Implementation of this approach requires four distinct steps:

  1. (1)

    Selecting key domains for valuation. MAUT works best when the selected domains are structurally independent of each other. This means that the range of possible outcomes on one domain is not logically limited by the outcome on the other domain (and vice versa). For example, physical function and depression are structurally independent because one can imagine an individual with excellent physical function and very severe depression; one can also imagine an individual who is not depressed but has very poor physical function. Structural independence is conceptual rather than epidemiological; domains may be conceptually independent even if they are highly correlated in real-life samples. Further, for ease of valuation and use, the set of key domains should be parsimonious.

  2. (2)

    Developing a method to value an individual health domain. If a single question with multiple response options (e.g., never, rarely, sometimes, often, almost always) spans the entire range of the construct and is considered to have good conceptual representation of it, then that question could be used to construct the utility function for that domain. Finding such an item in item banks is unusual, so empirical work should assess the feasibility and comparability of methods such as selecting and combining two questions that span the construct or constructing health-state descriptions to represent intervals along the construct [11]. This step should produce a function that can assign a utility value for any level of functioning within the domain.

  3. (3)

    Comparing the relative weight of each health domain in determining the overall score by using corner states for the parsimonious set of domains selected in step 1. A corner state is a multi-domain health state description where one domain is at one extreme (the worst level of function) and all other domains are at the other extreme (the best level of function).

  4. (4)

    Combining the single attribute utility function for individual domains with their weights relative to all other domains to create an overall utility score. One can use MAUT methods to derive an algorithm for combining the single attribute utility functions for each domain.

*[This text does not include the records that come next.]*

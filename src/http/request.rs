//! Request handling and transformation.
//!
//! # Responsibilities
//! - Generate unique request ID (UUID v4)
//! - Turn an incoming HTTP request into the CDN's request record
//! - Build the upstream request for an origin from that record

use axum::body::{Body, Bytes};
use axum::http::{header, request::Parts, HeaderValue, Request};
use tower_http::request_id::{MakeRequestId, RequestId};
use uuid::Uuid;

use crate::edge::headers::{edge_from_http, edge_to_http};
use crate::edge::CfRequest;
use crate::routing::Origin;

pub const X_REQUEST_ID: &str = "x-request-id";

/// Assigns a UUID v4 to requests that arrive without an `x-request-id`.
#[derive(Debug, Clone, Copy, Default)]
pub struct MakeEdgeRequestId;

impl MakeRequestId for MakeEdgeRequestId {
    fn make_request_id<B>(&mut self, _request: &Request<B>) -> Option<RequestId> {
        HeaderValue::from_str(&Uuid::new_v4().to_string())
            .ok()
            .map(RequestId::new)
    }
}

/// Request ID set by the middleware, or `unknown`.
pub fn request_id(parts: &Parts) -> String {
    parts
        .headers
        .get(X_REQUEST_ID)
        .and_then(|v| v.to_str().ok())
        .unwrap_or("unknown")
        .to_string()
}

/// Build the request record an edge function would receive.
pub fn to_cf_request(parts: &Parts) -> CfRequest {
    let mut request = CfRequest::new(parts.method.as_str(), parts.uri.path());
    request.querystring = Some(parts.uri.query().unwrap_or_default().to_string());
    request.headers = edge_from_http(&parts.headers);
    request
}

/// Build the upstream request for `origin` from a (possibly modified) record.
pub fn to_origin_request(
    record: &CfRequest,
    origin: &Origin,
    body: Bytes,
) -> Result<Request<Body>, axum::http::Error> {
    let mut uri = format!("http://{}{}", origin.address, record.uri);
    if let Some(query) = record.querystring.as_deref().filter(|q| !q.is_empty()) {
        uri.push('?');
        uri.push_str(query);
    }

    let mut builder = Request::builder().method(record.method.as_str()).uri(uri);
    if let Some(headers) = builder.headers_mut() {
        *headers = edge_to_http(&record.headers);
        headers.remove(header::HOST);
        if let Ok(host) = HeaderValue::from_str(origin.host()) {
            headers.insert(header::HOST, host);
        }
    }
    builder.body(Body::from(body))
}

#[cfg(test)]
mod tests {
    use super::*;

    fn origin() -> Origin {
        Origin {
            name: "spa".into(),
            address: "127.0.0.1:9000".into(),
            host_header: Some("spa-bucket.s3.amazonaws.com".into()),
        }
    }

    #[test]
    fn test_record_from_request() {
        let (parts, _) = Request::builder()
            .method("GET")
            .uri("http://localhost:8080/events/42?tab=info")
            .header("Accept", "text/html")
            .body(())
            .unwrap()
            .into_parts();

        let record = to_cf_request(&parts);
        assert_eq!(record.method, "GET");
        assert_eq!(record.uri, "/events/42");
        assert_eq!(record.querystring.as_deref(), Some("tab=info"));
        assert_eq!(record.headers["accept"][0].value, "text/html");
    }

    #[test]
    fn test_origin_request_targets_origin() {
        let mut record = CfRequest::new("GET", "/index.html");
        record.querystring = Some("v=2".into());
        record.headers = edge_from_http(&{
            let mut map = axum::http::HeaderMap::new();
            map.insert(header::HOST, HeaderValue::from_static("localhost:8080"));
            map.insert(X_REQUEST_ID, HeaderValue::from_static("abc"));
            map
        });

        let request = to_origin_request(&record, &origin(), Bytes::new()).unwrap();
        assert_eq!(request.uri(), "http://127.0.0.1:9000/index.html?v=2");
        assert_eq!(request.headers()[header::HOST], "spa-bucket.s3.amazonaws.com");
        assert_eq!(request.headers()[X_REQUEST_ID], "abc");
    }

    #[test]
    fn test_empty_querystring_is_omitted() {
        let mut record = CfRequest::new("GET", "/");
        record.querystring = Some(String::new());
        let request = to_origin_request(&record, &origin(), Bytes::new()).unwrap();
        assert_eq!(request.uri(), "http://127.0.0.1:9000/");
    }

    #[test]
    fn test_generated_request_id_is_uuid() {
        let request = Request::builder().body(()).unwrap();
        let id = MakeEdgeRequestId.make_request_id(&request).unwrap();
        let value = id.header_value().to_str().unwrap();
        assert!(Uuid::parse_str(value).is_ok());
    }
}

A societal scoring function, like those provided by the EQ-5D or Health Utilities Index, will require that these preference elicitation steps be performed using a representative sample of a population of interest (such as a country). To make such a scoring function useful, it needs to be applied in a variety of samples to provide context and guidelines for interpretation. The alternative to address the known issues in the current health utility measures – developing another health utility measure using the same techniques as the legacy measures – would add to an already crowded field, is unlikely to improve upon the known issues without causing other problems like increased response burden,  and would not have the benefit of experience that the legacy measures enjoy.

Conclusion

As delineated above, a variety of methodological and empirical advances still need to be accomplished to demonstrate feasibility of this approach before constructing a scoring function from the general population. We have begun undertaking such a project based on PROMIS®, as these advances have the potential to increase substantially the information patients, clinicians, researchers, and policy makers need to make healthcare decisions. The resultant preference-based instrument would allow for precise description and valuation of health outcomes in clinical trials, clinical care, and the general population.